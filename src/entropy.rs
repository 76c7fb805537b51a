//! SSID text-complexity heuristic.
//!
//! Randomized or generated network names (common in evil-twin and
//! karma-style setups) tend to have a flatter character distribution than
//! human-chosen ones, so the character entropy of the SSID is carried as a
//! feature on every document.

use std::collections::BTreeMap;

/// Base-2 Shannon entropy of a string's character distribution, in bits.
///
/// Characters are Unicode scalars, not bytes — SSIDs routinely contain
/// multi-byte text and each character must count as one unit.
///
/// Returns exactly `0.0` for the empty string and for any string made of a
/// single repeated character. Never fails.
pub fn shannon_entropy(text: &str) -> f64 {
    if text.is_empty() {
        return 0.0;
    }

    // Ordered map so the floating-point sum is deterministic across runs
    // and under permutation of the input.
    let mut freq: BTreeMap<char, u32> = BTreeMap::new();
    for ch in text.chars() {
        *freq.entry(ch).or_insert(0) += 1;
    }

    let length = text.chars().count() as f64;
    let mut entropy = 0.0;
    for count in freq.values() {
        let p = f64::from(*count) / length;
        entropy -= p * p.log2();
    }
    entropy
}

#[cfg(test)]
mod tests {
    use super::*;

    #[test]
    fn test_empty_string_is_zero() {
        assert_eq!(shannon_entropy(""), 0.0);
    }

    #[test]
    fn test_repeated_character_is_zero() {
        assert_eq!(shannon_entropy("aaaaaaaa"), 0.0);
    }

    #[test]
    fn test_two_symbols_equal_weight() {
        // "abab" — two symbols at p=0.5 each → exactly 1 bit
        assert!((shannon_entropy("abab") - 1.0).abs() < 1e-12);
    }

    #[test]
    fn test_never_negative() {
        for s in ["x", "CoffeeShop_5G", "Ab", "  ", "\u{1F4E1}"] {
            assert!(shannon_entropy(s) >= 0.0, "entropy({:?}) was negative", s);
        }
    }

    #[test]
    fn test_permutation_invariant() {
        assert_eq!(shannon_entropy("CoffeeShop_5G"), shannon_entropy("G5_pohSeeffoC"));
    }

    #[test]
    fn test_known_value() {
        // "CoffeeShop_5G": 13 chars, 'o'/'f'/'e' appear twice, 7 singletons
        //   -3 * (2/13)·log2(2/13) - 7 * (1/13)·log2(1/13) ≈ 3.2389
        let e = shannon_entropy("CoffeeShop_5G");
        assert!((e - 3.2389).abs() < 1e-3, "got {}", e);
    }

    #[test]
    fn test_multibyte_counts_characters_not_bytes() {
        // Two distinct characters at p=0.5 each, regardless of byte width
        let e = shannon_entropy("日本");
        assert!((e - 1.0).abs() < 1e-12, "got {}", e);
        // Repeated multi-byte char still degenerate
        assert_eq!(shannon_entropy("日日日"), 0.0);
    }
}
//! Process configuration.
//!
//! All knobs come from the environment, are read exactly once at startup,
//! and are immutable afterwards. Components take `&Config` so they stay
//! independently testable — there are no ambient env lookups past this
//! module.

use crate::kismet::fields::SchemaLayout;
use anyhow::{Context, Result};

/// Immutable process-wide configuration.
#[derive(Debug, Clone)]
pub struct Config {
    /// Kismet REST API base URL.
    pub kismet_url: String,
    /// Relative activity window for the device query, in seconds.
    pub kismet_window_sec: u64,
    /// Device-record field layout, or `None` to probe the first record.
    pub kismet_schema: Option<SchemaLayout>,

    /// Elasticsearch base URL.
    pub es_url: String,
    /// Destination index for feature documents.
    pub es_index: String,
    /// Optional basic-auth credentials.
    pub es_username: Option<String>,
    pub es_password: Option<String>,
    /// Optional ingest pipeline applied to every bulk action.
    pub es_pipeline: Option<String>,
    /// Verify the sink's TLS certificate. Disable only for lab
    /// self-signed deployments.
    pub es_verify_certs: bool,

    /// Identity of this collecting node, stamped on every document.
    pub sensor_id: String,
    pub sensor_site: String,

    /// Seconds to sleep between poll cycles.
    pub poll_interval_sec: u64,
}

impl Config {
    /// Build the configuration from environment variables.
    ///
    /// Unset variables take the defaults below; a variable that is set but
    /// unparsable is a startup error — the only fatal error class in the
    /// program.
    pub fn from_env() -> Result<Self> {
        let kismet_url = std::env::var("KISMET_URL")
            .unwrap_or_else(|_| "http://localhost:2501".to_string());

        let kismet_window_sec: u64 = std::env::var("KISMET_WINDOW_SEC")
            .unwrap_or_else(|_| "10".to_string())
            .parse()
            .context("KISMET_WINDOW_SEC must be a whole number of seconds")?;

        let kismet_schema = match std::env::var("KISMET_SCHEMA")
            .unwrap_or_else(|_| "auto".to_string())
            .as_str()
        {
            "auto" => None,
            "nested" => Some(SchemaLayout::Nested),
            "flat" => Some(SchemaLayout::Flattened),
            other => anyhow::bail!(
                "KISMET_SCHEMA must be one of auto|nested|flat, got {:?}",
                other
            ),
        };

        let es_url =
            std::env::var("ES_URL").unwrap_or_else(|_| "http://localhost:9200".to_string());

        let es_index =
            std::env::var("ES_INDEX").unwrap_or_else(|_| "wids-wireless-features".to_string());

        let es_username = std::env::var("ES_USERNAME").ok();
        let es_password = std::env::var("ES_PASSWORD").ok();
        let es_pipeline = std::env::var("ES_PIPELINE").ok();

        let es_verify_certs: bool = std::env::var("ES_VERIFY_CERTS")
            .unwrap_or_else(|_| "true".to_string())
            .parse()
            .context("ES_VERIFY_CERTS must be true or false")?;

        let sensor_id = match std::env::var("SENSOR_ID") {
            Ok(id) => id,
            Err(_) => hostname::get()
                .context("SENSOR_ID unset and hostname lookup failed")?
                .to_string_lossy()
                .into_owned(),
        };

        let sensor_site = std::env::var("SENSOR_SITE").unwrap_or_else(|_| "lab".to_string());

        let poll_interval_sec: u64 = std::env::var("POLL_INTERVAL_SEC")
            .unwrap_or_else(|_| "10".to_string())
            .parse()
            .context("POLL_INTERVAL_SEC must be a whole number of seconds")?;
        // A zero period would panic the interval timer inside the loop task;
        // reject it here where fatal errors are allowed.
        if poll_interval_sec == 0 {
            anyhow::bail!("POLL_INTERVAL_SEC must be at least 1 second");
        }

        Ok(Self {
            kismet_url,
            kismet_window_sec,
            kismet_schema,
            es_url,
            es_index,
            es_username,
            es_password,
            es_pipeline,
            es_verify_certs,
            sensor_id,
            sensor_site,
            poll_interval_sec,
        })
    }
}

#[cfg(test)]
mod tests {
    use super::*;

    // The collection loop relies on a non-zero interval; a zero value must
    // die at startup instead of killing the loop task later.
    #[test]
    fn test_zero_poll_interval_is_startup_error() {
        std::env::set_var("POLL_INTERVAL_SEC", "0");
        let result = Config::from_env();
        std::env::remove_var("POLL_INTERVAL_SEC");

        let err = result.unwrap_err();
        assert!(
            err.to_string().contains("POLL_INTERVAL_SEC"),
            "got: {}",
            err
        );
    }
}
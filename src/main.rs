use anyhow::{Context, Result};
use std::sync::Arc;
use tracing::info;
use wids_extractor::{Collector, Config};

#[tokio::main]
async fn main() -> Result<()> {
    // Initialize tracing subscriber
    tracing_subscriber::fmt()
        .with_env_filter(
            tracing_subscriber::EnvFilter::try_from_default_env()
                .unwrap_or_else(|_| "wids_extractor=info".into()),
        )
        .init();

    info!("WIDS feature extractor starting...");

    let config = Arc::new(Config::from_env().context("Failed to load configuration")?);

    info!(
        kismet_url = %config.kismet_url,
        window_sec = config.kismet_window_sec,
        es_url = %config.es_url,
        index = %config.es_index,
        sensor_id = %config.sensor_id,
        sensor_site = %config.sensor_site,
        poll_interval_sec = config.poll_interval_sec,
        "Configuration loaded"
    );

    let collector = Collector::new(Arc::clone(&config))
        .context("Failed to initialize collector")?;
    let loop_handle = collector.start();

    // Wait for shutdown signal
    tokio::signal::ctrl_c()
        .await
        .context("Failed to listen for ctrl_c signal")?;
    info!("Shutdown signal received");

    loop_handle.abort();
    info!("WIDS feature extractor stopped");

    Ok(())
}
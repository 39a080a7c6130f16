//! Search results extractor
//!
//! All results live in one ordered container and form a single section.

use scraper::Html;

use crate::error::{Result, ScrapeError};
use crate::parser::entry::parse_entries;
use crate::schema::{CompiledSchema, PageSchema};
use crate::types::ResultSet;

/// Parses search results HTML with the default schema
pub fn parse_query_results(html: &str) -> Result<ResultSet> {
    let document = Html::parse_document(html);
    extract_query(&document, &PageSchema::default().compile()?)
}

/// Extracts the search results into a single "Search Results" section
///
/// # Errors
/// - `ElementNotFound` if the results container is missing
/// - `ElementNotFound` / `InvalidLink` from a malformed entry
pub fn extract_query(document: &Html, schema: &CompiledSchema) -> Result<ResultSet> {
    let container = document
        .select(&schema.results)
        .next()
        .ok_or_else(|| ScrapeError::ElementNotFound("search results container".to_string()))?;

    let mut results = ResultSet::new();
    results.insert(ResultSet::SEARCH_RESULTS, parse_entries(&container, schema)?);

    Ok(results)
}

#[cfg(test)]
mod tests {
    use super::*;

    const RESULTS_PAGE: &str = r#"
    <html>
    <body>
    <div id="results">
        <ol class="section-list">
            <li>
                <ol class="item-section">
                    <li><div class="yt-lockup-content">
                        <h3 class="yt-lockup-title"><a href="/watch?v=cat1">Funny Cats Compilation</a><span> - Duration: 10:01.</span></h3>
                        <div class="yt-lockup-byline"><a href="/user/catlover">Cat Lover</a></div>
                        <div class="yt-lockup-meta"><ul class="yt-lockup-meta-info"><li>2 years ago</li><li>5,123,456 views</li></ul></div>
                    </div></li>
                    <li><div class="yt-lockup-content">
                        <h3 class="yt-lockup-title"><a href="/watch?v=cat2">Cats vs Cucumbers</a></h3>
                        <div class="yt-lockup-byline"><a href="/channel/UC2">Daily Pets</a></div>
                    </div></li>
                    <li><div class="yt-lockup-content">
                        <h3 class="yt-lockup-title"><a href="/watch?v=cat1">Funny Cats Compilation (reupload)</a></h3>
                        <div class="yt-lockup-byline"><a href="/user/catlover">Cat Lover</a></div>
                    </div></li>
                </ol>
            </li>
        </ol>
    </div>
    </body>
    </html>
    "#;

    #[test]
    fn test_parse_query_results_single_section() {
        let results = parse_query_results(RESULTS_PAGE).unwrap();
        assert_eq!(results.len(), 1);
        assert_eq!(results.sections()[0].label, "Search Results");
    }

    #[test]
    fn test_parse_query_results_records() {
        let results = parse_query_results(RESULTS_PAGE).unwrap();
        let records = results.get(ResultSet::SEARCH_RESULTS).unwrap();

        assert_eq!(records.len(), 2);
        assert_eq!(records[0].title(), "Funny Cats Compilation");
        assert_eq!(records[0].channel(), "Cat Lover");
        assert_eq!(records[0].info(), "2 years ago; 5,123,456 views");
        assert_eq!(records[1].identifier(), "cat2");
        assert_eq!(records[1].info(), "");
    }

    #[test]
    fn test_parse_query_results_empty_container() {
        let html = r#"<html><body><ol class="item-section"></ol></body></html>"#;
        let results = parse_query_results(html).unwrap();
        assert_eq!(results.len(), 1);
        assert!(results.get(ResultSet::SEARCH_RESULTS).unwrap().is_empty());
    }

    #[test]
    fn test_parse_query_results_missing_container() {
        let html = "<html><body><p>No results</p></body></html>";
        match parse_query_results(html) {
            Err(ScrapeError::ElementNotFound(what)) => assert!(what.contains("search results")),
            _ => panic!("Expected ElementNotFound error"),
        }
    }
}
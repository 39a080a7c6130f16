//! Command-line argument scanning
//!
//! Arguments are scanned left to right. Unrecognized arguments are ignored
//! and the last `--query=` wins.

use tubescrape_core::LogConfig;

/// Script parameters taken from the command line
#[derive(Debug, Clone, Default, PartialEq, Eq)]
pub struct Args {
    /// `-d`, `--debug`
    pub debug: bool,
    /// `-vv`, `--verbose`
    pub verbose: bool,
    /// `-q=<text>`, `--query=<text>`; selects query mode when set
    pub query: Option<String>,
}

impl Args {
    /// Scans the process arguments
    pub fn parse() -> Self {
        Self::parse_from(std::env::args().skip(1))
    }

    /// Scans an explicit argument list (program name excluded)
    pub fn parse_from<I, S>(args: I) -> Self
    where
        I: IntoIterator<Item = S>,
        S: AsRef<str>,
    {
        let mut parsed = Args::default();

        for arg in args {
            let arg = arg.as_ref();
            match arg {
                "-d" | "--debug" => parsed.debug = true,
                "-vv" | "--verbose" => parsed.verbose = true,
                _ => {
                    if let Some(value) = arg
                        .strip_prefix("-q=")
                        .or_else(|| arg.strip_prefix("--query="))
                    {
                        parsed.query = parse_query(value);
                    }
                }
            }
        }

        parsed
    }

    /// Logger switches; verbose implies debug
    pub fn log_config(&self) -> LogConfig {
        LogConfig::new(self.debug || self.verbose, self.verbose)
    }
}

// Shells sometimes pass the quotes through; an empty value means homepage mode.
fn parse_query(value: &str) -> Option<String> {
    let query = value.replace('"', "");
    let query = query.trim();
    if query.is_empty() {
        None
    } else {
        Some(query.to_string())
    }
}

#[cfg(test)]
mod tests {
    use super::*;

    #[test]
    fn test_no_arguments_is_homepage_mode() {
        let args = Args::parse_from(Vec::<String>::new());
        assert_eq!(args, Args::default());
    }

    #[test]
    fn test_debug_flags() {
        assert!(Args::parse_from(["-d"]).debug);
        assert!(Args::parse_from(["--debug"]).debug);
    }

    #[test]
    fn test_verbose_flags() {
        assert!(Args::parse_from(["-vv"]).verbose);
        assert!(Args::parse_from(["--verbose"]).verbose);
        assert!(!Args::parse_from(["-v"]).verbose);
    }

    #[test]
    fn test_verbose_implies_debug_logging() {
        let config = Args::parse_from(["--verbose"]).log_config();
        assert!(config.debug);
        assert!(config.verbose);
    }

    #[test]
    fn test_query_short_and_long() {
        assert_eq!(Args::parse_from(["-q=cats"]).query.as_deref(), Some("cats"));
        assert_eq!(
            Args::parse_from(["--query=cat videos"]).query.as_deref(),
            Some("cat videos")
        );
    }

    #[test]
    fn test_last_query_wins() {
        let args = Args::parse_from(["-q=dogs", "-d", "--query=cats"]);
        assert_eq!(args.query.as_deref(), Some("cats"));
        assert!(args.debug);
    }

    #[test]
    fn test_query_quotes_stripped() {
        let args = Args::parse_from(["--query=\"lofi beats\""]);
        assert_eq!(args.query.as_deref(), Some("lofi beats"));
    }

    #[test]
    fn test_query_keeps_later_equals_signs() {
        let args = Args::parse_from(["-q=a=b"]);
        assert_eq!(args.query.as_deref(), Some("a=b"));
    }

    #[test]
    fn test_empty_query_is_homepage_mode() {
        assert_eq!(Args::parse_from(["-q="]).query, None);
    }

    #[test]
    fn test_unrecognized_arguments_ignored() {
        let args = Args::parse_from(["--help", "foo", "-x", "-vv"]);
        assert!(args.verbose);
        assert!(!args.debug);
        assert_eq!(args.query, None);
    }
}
^^^^^^^^
Reproduce every line from the preceding data in which the word "length" can be found.

### Response to the task
    let length = text.chars().count() as f64;
        let p = f64::from(*count) / length;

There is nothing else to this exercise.